## WHAT NEEDS TO BE DONE
Look through the records and copy each line with the string "sqlx" in it.

+++++

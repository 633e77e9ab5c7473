// crates/profile/src/application/follow_controller/follow_view.rs

use shared_kernel::domain::value_objects::AccountId;
use crate::application::follow_controller::FollowRequestState;
use crate::domain::entities::Profile;
use crate::domain::errors::FollowResult;
use crate::domain::value_objects::FollowState;

/// Modèle de vue du bouton "Suivre" d'un profil cible.
#[derive(Debug, Clone, PartialEq)]
pub struct FollowView {
    target_id: AccountId,
    follow_state: FollowState,
    follower_count: u64,
    request: FollowRequestState,
    snapshot: Option<(FollowState, u64)>,
}

impl FollowView {
    pub fn new(target_id: AccountId, follow_state: FollowState, follower_count: u64) -> Self {
        Self {
            target_id,
            follow_state,
            follower_count,
            request: FollowRequestState::Idle,
            snapshot: None,
        }
    }

    pub fn from_profile(target: &Profile, follow_state: FollowState) -> Self {
        Self::new(target.account_id(), follow_state, target.stats().follower_count())
    }

    pub fn target_id(&self) -> AccountId { self.target_id }
    pub fn follow_state(&self) -> FollowState { self.follow_state }
    pub fn follower_count(&self) -> u64 { self.follower_count }
    pub fn request_state(&self) -> &FollowRequestState { &self.request }

    /// Bascule affichée avant la réponse serveur. `None` si une requête est en cours.
    pub fn begin_toggle(&mut self) -> Option<FollowState> {
        if self.request.is_pending() {
            return None;
        }

        self.snapshot = Some((self.follow_state, self.follower_count));

        let desired = self.follow_state.flipped();
        self.follow_state = desired;
        self.follower_count = shifted(self.follower_count, desired);
        self.request = FollowRequestState::Pending;

        Some(desired)
    }

    /// Abandon d'une requête en cours : état d'avant restauré, retour à `Idle`
    pub fn cancel(&mut self) {
        if !self.request.is_pending() {
            return;
        }

        if let Some((prev_state, prev_count)) = self.snapshot.take() {
            self.follow_state = prev_state;
            self.follower_count = prev_count;
        }
        self.request = FollowRequestState::Idle;
    }

    pub fn settle(&mut self, result: FollowResult<FollowState>) {
        let (prev_state, prev_count) = self
            .snapshot
            .take()
            .unwrap_or((self.follow_state, self.follower_count));

        match &result {
            Ok(server_state) => {
                self.follow_state = *server_state;
                self.follower_count = if *server_state == prev_state {
                    prev_count
                } else {
                    shifted(prev_count, *server_state)
                };
            }
            Err(_) => {
                self.follow_state = prev_state;
                self.follower_count = prev_count;
            }
        }

        self.request = FollowRequestState::Settled(result);
    }
}

// Compteur affiché, plancher à zéro
fn shifted(count: u64, towards: FollowState) -> u64 {
    match towards {
        FollowState::Following => count.saturating_add(1),
        FollowState::NotFollowing => count.saturating_sub(1),
    }
}
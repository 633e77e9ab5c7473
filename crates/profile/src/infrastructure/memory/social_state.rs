// crates/profile/src/infrastructure/memory/social_state.rs

use std::collections::HashMap;
use shared_kernel::domain::entities::{AggregateRoot, EntityMetadata};
use shared_kernel::domain::value_objects::AccountId;
use shared_kernel::errors::{DomainError, Result};

use crate::domain::entities::{FollowEdge, Profile};
use crate::domain::value_objects::{CounterDelta, Handle, ProfileStats};

/// État complet du graphe en mémoire.
/// Identité et compteurs sont rangés séparément, comme en base.
#[derive(Debug, Clone, Default)]
pub struct SocialState {
    profiles: HashMap<AccountId, Profile>,
    stats: HashMap<AccountId, ProfileStats>,
    handles: HashMap<Handle, AccountId>,
    follows: HashMap<(AccountId, AccountId), FollowEdge>,
}

impl SocialState {
    // --- Lectures ---

    pub fn profile(&self, id: &AccountId) -> Option<Profile> {
        let stats = self.stats.get(id).copied().unwrap_or_default();
        self.profiles.get(id).cloned().map(|p| p.with_stats(stats))
    }

    pub fn stats(&self, id: &AccountId) -> Option<ProfileStats> {
        self.stats.get(id).copied()
    }

    pub fn has_edge(&self, follower_id: &AccountId, following_id: &AccountId) -> bool {
        self.follows.contains_key(&(*follower_id, *following_id))
    }

    pub fn edge_count(&self) -> usize {
        self.follows.len()
    }

    // --- Écritures (appliquées sur le brouillon d'un commit) ---

    pub(crate) fn insert_profile(&mut self, profile: &Profile) -> Result<()> {
        let id = profile.account_id();

        if self.profiles.contains_key(&id) {
            return Err(DomainError::AlreadyExists {
                entity: Profile::entity_name(),
                field: "account_id",
                value: id.to_string(),
            });
        }
        self.ensure_handle_free(profile.handle(), &id)?;

        let mut stored = profile.clone();
        stored.mark_persisted();

        self.handles.insert(profile.handle().clone(), id);
        self.stats.insert(id, profile.stats());
        self.profiles.insert(id, stored);
        Ok(())
    }

    pub(crate) fn save_profile(&mut self, profile: &Profile) -> Result<()> {
        let id = profile.account_id();
        let current = self
            .profiles
            .get(&id)
            .ok_or_else(|| Profile::not_found(id))?;

        if current.version() != profile.expected_version() {
            return Err(DomainError::ConcurrencyConflict {
                reason: format!("Profile version mismatch for user {}", id),
            });
        }

        let old_handle = current.handle().clone();
        if &old_handle != profile.handle() {
            self.ensure_handle_free(profile.handle(), &id)?;
            self.handles.remove(&old_handle);
            self.handles.insert(profile.handle().clone(), id);
        }

        let mut stored = profile.clone();
        stored.mark_persisted();
        self.profiles.insert(id, stored);
        Ok(())
    }

    pub(crate) fn upsert_edge(&mut self, edge: &FollowEdge) -> Result<()> {
        // Équivalent des clés étrangères : les deux profils doivent exister
        for id in [edge.follower_id(), edge.following_id()] {
            if !self.profiles.contains_key(&id) {
                return Err(Profile::not_found(id));
            }
        }

        self.follows.entry(edge.key()).or_insert_with(|| edge.clone());
        Ok(())
    }

    pub(crate) fn remove_edge(&mut self, follower_id: &AccountId, following_id: &AccountId) {
        self.follows.remove(&(*follower_id, *following_id));
    }

    pub(crate) fn shift_following(&mut self, id: &AccountId, delta: CounterDelta) -> Result<()> {
        self.stats_mut(id)?.shift_following(delta);
        Ok(())
    }

    pub(crate) fn shift_followers(&mut self, id: &AccountId, delta: CounterDelta) -> Result<()> {
        self.stats_mut(id)?.shift_followers(delta);
        Ok(())
    }

    fn stats_mut(&mut self, id: &AccountId) -> Result<&mut ProfileStats> {
        self.stats.get_mut(id).ok_or_else(|| Profile::not_found(id))
    }

    fn ensure_handle_free(&self, handle: &Handle, owner: &AccountId) -> Result<()> {
        match self.handles.get(handle) {
            Some(existing) if existing != owner => Err(DomainError::AlreadyExists {
                entity: Profile::entity_name(),
                field: "handle",
                value: handle.to_string(),
            }),
            _ => Ok(()),
        }
    }
}
// crates/profile/src/infrastructure/postgres/rows/postgres_profile_row.rs

use chrono::{DateTime, Utc};
use shared_kernel::domain::value_objects::{AccountId, Url};
use shared_kernel::errors::{DomainError, Result};
use sqlx::FromRow;
use uuid::Uuid;

use crate::domain::entities::Profile;
use crate::domain::value_objects::{Bio, DisplayName, Handle, ProfileStats};

/// Ligne `profiles` jointe à `profile_stats`
#[derive(FromRow, Debug)]
pub struct PostgresProfileRow {
    pub account_id: Uuid,
    pub display_name: String,
    pub handle: String,
    pub bio: Option<String>,
    pub avatar_url: Option<String>,
    pub follower_count: i64,
    pub following_count: i64,
    pub version: i64,
    pub created_at: DateTime<Utc>,
    pub updated_at: DateTime<Utc>,
}

impl TryFrom<PostgresProfileRow> for Profile {
    type Error = DomainError;

    fn try_from(row: PostgresProfileRow) -> Result<Self> {
        let follower_count: u64 = row.follower_count.try_into()
            .map_err(|_| DomainError::Internal("Negative follower_count in database".into()))?;
        let following_count: u64 = row.following_count.try_into()
            .map_err(|_| DomainError::Internal("Negative following_count in database".into()))?;

        Ok(Profile::restore(
            AccountId::new_unchecked(row.account_id),
            DisplayName::from_raw(row.display_name),
            Handle::from_raw(row.handle),
            row.bio.map(Bio::from_raw),
            row.avatar_url.map(Url::from_raw),
            ProfileStats::new(follower_count, following_count),
            row.version,
            row.created_at,
            row.updated_at,
        ))
    }
}
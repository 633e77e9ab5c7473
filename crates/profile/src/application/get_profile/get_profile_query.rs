// crates/profile/src/application/get_profile/get_profile_query.rs

use serde::{Deserialize, Serialize};
use shared_kernel::domain::value_objects::AccountId;

#[derive(Debug, Clone, Serialize, Deserialize)]
pub struct GetProfileQuery {
    pub account_id: AccountId,
}
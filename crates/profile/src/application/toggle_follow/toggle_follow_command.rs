// crates/profile/src/application/toggle_follow/toggle_follow_command.rs

use serde::{Deserialize, Serialize};
use shared_kernel::domain::value_objects::AccountId;
use crate::domain::value_objects::FollowState;

#[derive(Debug, Clone, Copy, Serialize, Deserialize)]
pub struct ToggleFollowCommand {
    /// `None` : aucun utilisateur connecté
    pub viewer_id: Option<AccountId>,
    pub target_id: AccountId,
    /// État voulu. Absent : l'état courant est lu puis inversé.
    pub desired_state: Option<FollowState>,
}
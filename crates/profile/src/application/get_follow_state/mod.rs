mod get_follow_state_query;
mod get_follow_state_use_case;

pub use get_follow_state_query::GetFollowStateQuery;
pub use get_follow_state_use_case::GetFollowStateUseCase;

#[cfg(test)]
mod get_follow_state_use_case_test;
// crates/shared-kernel/src/infrastructure/postgres/factories/postgres_context.rs

use sqlx::PgPool;
use sqlx::postgres::PgPoolOptions;
use crate::errors::{AppError, AppResult, ErrorCode};
use crate::infrastructure::postgres::factories::{PostgresConfig, PostgresContextBuilder};

pub struct PostgresContext {
    pool: PgPool,
    url: String,
    config: PostgresConfig,
}

impl PostgresContext {
    /// Builder initialisé depuis l'environnement (`SOCIAL_DB_*`)
    pub fn builder() -> AppResult<PostgresContextBuilder> {
        PostgresContextBuilder::new()
    }

    pub fn builder_raw() -> PostgresContextBuilder {
        PostgresContextBuilder::default()
    }

    pub fn pool(&self) -> PgPool {
        self.pool.clone()
    }

    pub fn url(&self) -> &str {
        &self.url
    }

    pub fn config(&self) -> PostgresConfig {
        self.config
    }

    pub(crate) async fn restore(builder: PostgresContextBuilder) -> AppResult<Self> {
        let config = builder.config;

        let pool = PgPoolOptions::new()
            .max_connections(config.max_connections)
            .min_connections(config.min_connections)
            .acquire_timeout(config.connect_timeout)
            .connect(&builder.url)
            .await
            .map_err(|e| AppError::new(ErrorCode::InfrastructureFailure, format!("Postgres Connection Failed: {}", e)))?;

        tracing::info!(
            "🐘 Postgres pool ready (max: {}, min: {})",
            config.max_connections,
            config.min_connections
        );

        Ok(Self {
            pool,
            url: builder.url,
            config,
        })
    }
}
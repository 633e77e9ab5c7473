// crates/profile/tests/infrastructure/mod.rs

mod repository_it_for_follow;
mod repository_it_for_profile;
// crates/shared-kernel/src/domain/value_objects/account_id.rs

use serde::{Deserialize, Serialize};
use std::fmt;
use std::str::FromStr;
use uuid::Uuid;
use crate::domain::entities::EntityMetadata;
use crate::domain::value_objects::ValueObject;
use crate::errors::{DomainError, Result};

/// Identifiant stable et opaque d'un compte, fourni par le système d'authentification.
#[derive(Debug, Clone, Copy, PartialEq, Eq, PartialOrd, Ord, Hash, Serialize, Deserialize)]
#[serde(transparent)]
pub struct AccountId(Uuid);

impl AccountId {
    /// Génère un nouvel UUID v7 (Séquentiel, optimisé pour les index DB)
    pub fn new() -> Self {
        Self(Uuid::now_v7())
    }

    /// Reconstruction depuis un type sûr (Interne/DB)
    pub fn new_unchecked(uuid: Uuid) -> Self {
        Self(uuid)
    }

    /// Validation et création depuis une String (API/Entrée externe)
    pub fn try_new(id: impl Into<String>) -> Result<Self> {
        let s = id.into();
        let id = Self::from_str(&s)?;
        id.validate()?;
        Ok(id)
    }

    pub fn as_uuid(&self) -> Uuid {
        self.0
    }
}

impl ValueObject for AccountId {
    fn validate(&self) -> Result<()> {
        if self.0.is_nil() {
            return Err(DomainError::Validation {
                field: "account_id",
                reason: "Account ID cannot be nil".to_string(),
            });
        }
        Ok(())
    }
}

impl Default for AccountId {
    fn default() -> Self {
        Self::new()
    }
}

// --- CONVERSIONS ---

impl FromStr for AccountId {
    type Err = DomainError;
    fn from_str(s: &str) -> Result<Self> {
        Uuid::parse_str(s.trim())
            .map(Self)
            .map_err(|_| DomainError::Validation {
                field: "account_id",
                reason: format!("'{}' is not a valid UUID", s),
            })
    }
}

impl From<AccountId> for Uuid {
    fn from(id: AccountId) -> Self {
        id.0
    }
}

impl fmt::Display for AccountId {
    fn fmt(&self, f: &mut fmt::Formatter<'_>) -> fmt::Result {
        write!(f, "{}", self.0)
    }
}

impl EntityMetadata for AccountId {
    fn entity_name() -> &'static str {
        "AccountId"
    }
}
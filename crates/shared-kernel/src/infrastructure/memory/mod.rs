// crates/shared-kernel/src/infrastructure/memory/mod.rs

mod memory_transaction;
mod memory_transaction_manager;

pub use memory_transaction::{MemoryTransaction, MemoryTransactionExt, StagedWrite};
pub use memory_transaction_manager::MemoryTransactionManager;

+++++

## WRITTEN ANSWER
use sqlx::FromRow;
use sqlx::PgPool;
use sqlx::postgres::PgPoolOptions;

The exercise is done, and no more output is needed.